_PROBLEM STATEMENT_
For the entries that follow, restate word for word the line containing "repository fcc26e47c7cfbd29", the line containing "the host's updates.", and every line that lies between them.

(Stored data)
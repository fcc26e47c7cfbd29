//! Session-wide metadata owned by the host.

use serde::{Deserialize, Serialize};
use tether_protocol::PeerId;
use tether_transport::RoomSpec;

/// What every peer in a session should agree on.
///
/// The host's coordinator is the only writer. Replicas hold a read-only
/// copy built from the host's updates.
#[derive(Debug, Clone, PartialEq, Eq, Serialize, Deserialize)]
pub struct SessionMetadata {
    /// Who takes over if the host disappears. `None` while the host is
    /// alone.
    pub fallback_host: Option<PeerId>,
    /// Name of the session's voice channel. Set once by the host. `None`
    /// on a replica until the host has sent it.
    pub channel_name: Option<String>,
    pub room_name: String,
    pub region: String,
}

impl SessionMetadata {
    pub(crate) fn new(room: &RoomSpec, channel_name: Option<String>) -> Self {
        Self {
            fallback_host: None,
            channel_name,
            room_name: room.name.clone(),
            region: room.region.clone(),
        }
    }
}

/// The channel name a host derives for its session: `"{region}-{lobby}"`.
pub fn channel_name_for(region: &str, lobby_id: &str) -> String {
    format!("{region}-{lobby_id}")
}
--
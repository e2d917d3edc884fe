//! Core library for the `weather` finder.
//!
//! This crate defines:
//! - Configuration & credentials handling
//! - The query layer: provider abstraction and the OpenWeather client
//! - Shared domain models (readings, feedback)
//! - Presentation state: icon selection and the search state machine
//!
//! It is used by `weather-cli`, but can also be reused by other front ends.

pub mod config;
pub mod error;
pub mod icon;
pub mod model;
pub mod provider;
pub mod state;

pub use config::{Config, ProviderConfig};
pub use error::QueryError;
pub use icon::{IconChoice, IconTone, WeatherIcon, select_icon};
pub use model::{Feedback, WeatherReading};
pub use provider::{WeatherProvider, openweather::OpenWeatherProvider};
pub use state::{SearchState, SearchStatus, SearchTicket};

_ANSWER FOR THE TASK_
repository fcc26e47c7cfbd29
//! Session-wide metadata owned by the host.

use serde::{Deserialize, Serialize};
use tether_protocol::PeerId;
use tether_transport::RoomSpec;

/// What every peer in a session should agree on.
///
/// The host's coordinator is the only writer. Replicas hold a read-only
/// copy built from the host's updates.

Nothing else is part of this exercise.